What Price Pro for Hire?

What value does a professional video producer place on their work? What happens when you contract video work for hire and the client doesn't honor the work?

What Price Should a Pro for Hire Charge?

A couple years ago, I received a phone call from a woman in tears. She's a good client of a friend of mine and the caller was going through some deep personal drama. Her mother had just days to live, and she was looking for someone to make a memorial video for the funeral. Knowing I offer this service, my friend, Cathy, suggested her client give me a call. I offered my condolences, gently tried to explain to her that time was of essence, and she'd need to get photos to me as soon as possible and I'd make a nice piece for her.

"Thank you," she said, "my mother was a wonderful woman and deserves the best."

I then quoted her a price of $300 and she hesitated… and said she'd get back to me. A week later, another associate told me she had contacted him, stating I was asking too much money, and she offered him $100 to do it and he turned her down. She then went to the person who manages her website, and he agreed to do it for $150.

Two days later, this woman's mother did pass away, and with the funeral in 3 days, she called me back in tears again. She received her DVD and was shocked at how horrible it was. The fellow scanned about 40 photos, scanning the smaller ones together 4 at a time. He then made a slide-show of the scanned images. He didn't resize any of the photos, frame them or make them "pretty"… he didn't even separate those that he scanned together. Most of the photos had the paper edges showing, some were partially off the screen, others were slightly crooked, and a couple were even sideways. As for the ones that were scanned 4 together, the "slide page" that these appeared on was even worse than the full-sized images. The smaller older pictures were so tiny you couldn't make out the subject.
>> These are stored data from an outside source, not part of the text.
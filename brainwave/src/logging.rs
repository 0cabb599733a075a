//! Structured logging set-up.
//!
//! Call [init_logging] once at start-up. `RUST_LOG` overrides the configured
//! level. Sample values are plaintext secrets: log counts and shapes, never
//! the values themselves.

use std::{fmt, io, path::PathBuf, str::FromStr, sync::OnceLock};

use serde::{Deserialize, Serialize};
use thiserror::Error;
use tracing_subscriber::{EnvFilter, fmt as tfmt, fmt::time::SystemTime, prelude::*};

static LOGGING_INITIALIZED: OnceLock<bool> = OnceLock::new();

#[derive(Debug, Clone, Copy, Default, PartialEq, Eq, Serialize, Deserialize, clap::ValueEnum)]
#[serde(rename_all = "lowercase")]
pub enum LogFormat {
    #[default]
    Pretty,
    Json,
}

impl fmt::Display for LogFormat {
    fn fmt(&self, f: &mut fmt::Formatter<'_>) -> fmt::Result {
        match self {
            LogFormat::Pretty => f.write_str("pretty"),
            LogFormat::Json => f.write_str("json"),
        }
    }
}

impl FromStr for LogFormat {
    type Err = String;

    fn from_str(s: &str) -> Result<Self, Self::Err> {
        match s.to_ascii_lowercase().as_str() {
            "pretty" => Ok(LogFormat::Pretty),
            "json" => Ok(LogFormat::Json),
            other => Err(format!("unknown log format `{other}`")),
        }
    }
}

#[derive(Debug, Clone, PartialEq, Serialize, Deserialize)]
#[serde(default, deny_unknown_fields)]
pub struct LogConfig {
    /// Filter directive (trace, debug, info, warn, error, or per-target).
    pub level: String,
    pub format: LogFormat,
    /// Also append logs to this file.
    pub file: Option<PathBuf>,
}

impl Default for LogConfig {
    fn default() -> Self {
        Self {
            level: "warn".to_string(),
            format: LogFormat::Pretty,
            file: None,
        }
    }
}

#[derive(Debug, Error)]
pub enum LogError {
    #[error("logging already initialized")]
    AlreadyInitialized,

    #[error("invalid log level: {0}")]
    InvalidLevel(String),

    #[error("failed to open log file: {0}")]
    FileCreate(#[from] io::Error),

    #[error("failed to set global subscriber: {0}")]
    SetSubscriber(#[from] tracing::subscriber::SetGlobalDefaultError),
}

/// Parses `level` as an [EnvFilter] directive.
pub fn parse_level(level: &str) -> Result<EnvFilter, LogError> {
    EnvFilter::try_new(level).map_err(|e| LogError::InvalidLevel(format!("{level}: {e}")))
}

/// Installs the global subscriber. Logs go to stderr so that stdout only
/// carries results.
pub fn init_logging(config: &LogConfig) -> Result<(), LogError> {
    if LOGGING_INITIALIZED.get().is_some() {
        return Err(LogError::AlreadyInitialized);
    }

    let env_filter: EnvFilter = match EnvFilter::try_from_default_env() {
        Ok(filter) => filter,
        Err(_) => parse_level(&config.level)?,
    };

    let file = match &config.file {
        Some(path) => Some(std::fs::OpenOptions::new().create(true).append(true).open(path)?),
        None => None,
    };

    match config.format {
        LogFormat::Pretty => {
            let subscriber = tracing_subscriber::registry().with(env_filter).with(
                tfmt::layer()
                    .with_writer(io::stderr)
                    .with_target(true)
                    .with_ansi(true),
            );
            match file {
                Some(file) => {
                    let file_layer = tfmt::layer().with_writer(file).with_target(true).with_ansi(false);
                    tracing::subscriber::set_global_default(subscriber.with(file_layer))?;
                }
                None => tracing::subscriber::set_global_default(subscriber)?,
            }
        }
        LogFormat::Json => {
            let subscriber = tracing_subscriber::registry().with(env_filter).with(
                tfmt::layer()
                    .json()
                    .with_timer(SystemTime)
                    .with_writer(io::stderr)
                    .with_target(true)
                    .with_current_span(true)
                    .flatten_event(true),
            );
            match file {
                Some(file) => {
                    let file_layer = tfmt::layer()
                        .json()
                        .with_writer(file)
                        .with_timer(SystemTime)
                        .with_current_span(true)
                        .flatten_event(true);
                    tracing::subscriber::set_global_default(subscriber.with(file_layer))?;
                }
                None => tracing::subscriber::set_global_default(subscriber)?,
            }
        }
    }

    let _ = LOGGING_INITIALIZED.set(true);

    tracing::info!(
        log_level = %config.level,
        log_format = %config.format,
        log_file = ?config.file,
        "logging initialized"
    );
    Ok(())
}
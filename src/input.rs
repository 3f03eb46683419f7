//! Key bindings.
//!
//! Keys map to view-independent [`Command`]s; what a command does depends on the view and focus,
//! which is decided in [`crate::app_state::AppState::handle`].

use ratatui::crossterm::event::{KeyCode, KeyEvent, KeyEventKind, KeyModifiers};

#[derive(Clone, Copy, Debug, PartialEq, Eq)]
/// A key press after binding resolution.
pub enum Command {
    /// `q`: quit, or leave the full-screen diagram.
    Quit,
    /// `Esc`: close the overlay or leave the full-screen diagram.
    Back,
    /// `↑`/`k`: previous row, or pan up.
    Up,
    /// `↓`/`j`: next row, or pan down.
    Down,
    /// `←`/`h`: focus the sidebar, or pan left.
    Left,
    /// `→`/`l`: focus the page, or pan right.
    Right,
    /// `Home`/`g`: first row.
    Home,
    /// `End`/`G`: last row.
    End,
    /// `PageUp`: scroll the page up.
    PageUp,
    /// `PageDown`: scroll the page down.
    PageDown,
    /// `Enter`: select a topic, toggle a card, or open a diagram.
    Activate,
    /// `Space`: toggle the card under the cursor.
    Toggle,
    /// `Tab`: swap focus between sidebar and page.
    SwitchFocus,
    /// `m`: open or close the sidebar overlay.
    ToggleSidebar,
    /// `+`/`=`: zoom in.
    ZoomIn,
    /// `-`: zoom out.
    ZoomOut,
    /// `0`: fit the diagram to the screen.
    FitView,
    /// `n`: show or hide the minimap.
    ToggleMinimap,
}

#[must_use]
/// Resolves a key event; releases and unbound keys yield `None`.
pub fn command_for(key: KeyEvent) -> Option<Command> {
    if key.kind == KeyEventKind::Release {
        return None;
    }
    if key.modifiers.contains(KeyModifiers::CONTROL) {
        return (key.code == KeyCode::Char('c')).then_some(Command::Quit);
    }
    let command = match key.code {
        KeyCode::Char('q') => Command::Quit,
        KeyCode::Esc => Command::Back,
        KeyCode::Up | KeyCode::Char('k') => Command::Up,
        KeyCode::Down | KeyCode::Char('j') => Command::Down,
        KeyCode::Left | KeyCode::Char('h') => Command::Left,
        KeyCode::Right | KeyCode::Char('l') => Command::Right,
        KeyCode::Home | KeyCode::Char('g') => Command::Home,
        KeyCode::End | KeyCode::Char('G') => Command::End,
        KeyCode::PageUp => Command::PageUp,
        KeyCode::PageDown => Command::PageDown,
        KeyCode::Enter => Command::Activate,
        KeyCode::Char(' ') => Command::Toggle,
        KeyCode::Tab => Command::SwitchFocus,
        KeyCode::Char('m') => Command::ToggleSidebar,
        KeyCode::Char('+' | '=') => Command::ZoomIn,
        KeyCode::Char('-') => Command::ZoomOut,
        KeyCode::Char('0') => Command::FitView,
        KeyCode::Char('n') => Command::ToggleMinimap,
        _ => return None,
    };
    Some(command)
}

#[cfg(test)]
#[path = "tests/input.rs"]
mod tests;
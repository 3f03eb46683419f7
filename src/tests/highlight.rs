use super::PayloadHighlighter;
use crate::error::Error;

fn line_text(line: &ratatui::text::Line<'_>) -> String {
    line.spans.iter().map(|span| span.content.as_ref()).collect()
}

#[test]
fn test_default_theme_is_bundled() {
    assert!(PayloadHighlighter::new("base16-ocean.dark").is_ok());
    assert!(PayloadHighlighter::new("InspiredGitHub").is_ok());
}

#[test]
fn test_unknown_theme_is_an_error() {
    let result = PayloadHighlighter::new("no-such-theme");
    assert!(matches!(result, Err(Error::UnknownTheme(name)) if name == "no-such-theme"));
}

#[test]
fn test_highlight_keeps_text_and_line_count() {
    let highlighter = PayloadHighlighter::new("base16-ocean.dark").unwrap();
    let sample = "{\n  \"name\": \"My App Key\",\n  \"permissions\": [\"read\", \"write\"]\n}";
    let lines = highlighter.highlight(sample, Some("json"));
    assert_eq!(lines.len(), 4);
    assert_eq!(line_text(&lines[2]), "  \"permissions\": [\"read\", \"write\"]");
    assert!(lines.iter().all(|l| !line_text(l).ends_with('\n')));
}

#[test]
fn test_unknown_language_falls_back_to_plain_text() {
    let highlighter = PayloadHighlighter::new("base16-ocean.dark").unwrap();
    let lines = highlighter.highlight("Authorization: Bearer x", Some("not-a-language"));
    assert_eq!(lines.len(), 1);
    assert_eq!(line_text(&lines[0]), "Authorization: Bearer x");
}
Taking pity on her predicament, and realizing she was a good client of Cathy's, I told her I'd clean them up and add some music… for $200. She was terribly upset, said she'd already invested $150 and all this time, and the images were already scanned… etc. I tried to gently explain that I now had little time to finesse, and I still had to copy her chosen music, and as much as I felt badly for her, if she'd come to me in the first place… etc.

She was terribly upset but I just couldn't walk away from it, so I agreed to do it for $100, as a favor to Cathy, and be done with it.

2 days later, after 2 full all-nighters, I gave her a nice 20-minute piece that had a wonderful ebb and flow through this dear lady's life with meaningful music. As I showed it to the family, they were all in tears by the video's end. I received a $50 "tip", for my effort. So she ended up paying $300 after all, but I, the "artist", who gave up 2 nights of sleep, had less time to work my magic, while the web-guy spent about an hour for his $150. (BTW: Cathy tells me this woman is very well-off, pays her well, and showed up at our meeting dripping in diamonds.)

What price for Charity?

[image:blog_post:13915] A few months ago, a similar thing happened, when a local charity group wanted to make a promotional video for a fund-raising event they had coming up and called on me to help them. I quoted them $500 minimum, or $50 an hour to shoot and edit it. They said they'd get back to me.

I got a call from them two days ago. They decided to do it themselves, I was told, so they bought a small HD camera, a cheap mic, and an expensive pro-level editing software program. One of their members was trying to learn how to edit but couldn't get past how to capture the footage correctly. I made a courtesy visit and looked over their footage which was poorly shot and had unusable sound.

Now they were desperate, their program deadline is looming and could I please, out of the goodness of my heart, edit it and "fix" it.

For what they paid for that camera, mic and software, they could have hired a pro in the first place. I declined.

I wonder sometimes, why people are so willing to pay an attorney $200 an hour, or and accountant $100 an hour, without really knowing the amount of time these skilled professionals really put into their cases, but the clients will swallow and pay anyway. However, these same people seem to think that anyone can buy an affordable camera nowadays, and shoot a quality piece themselves with no training, skills, vision or ideas. Amazing.

I wonder how other video producers would have handled these situations?

Jennifer O’Rourke is an Emmy award-winning videographer & editor.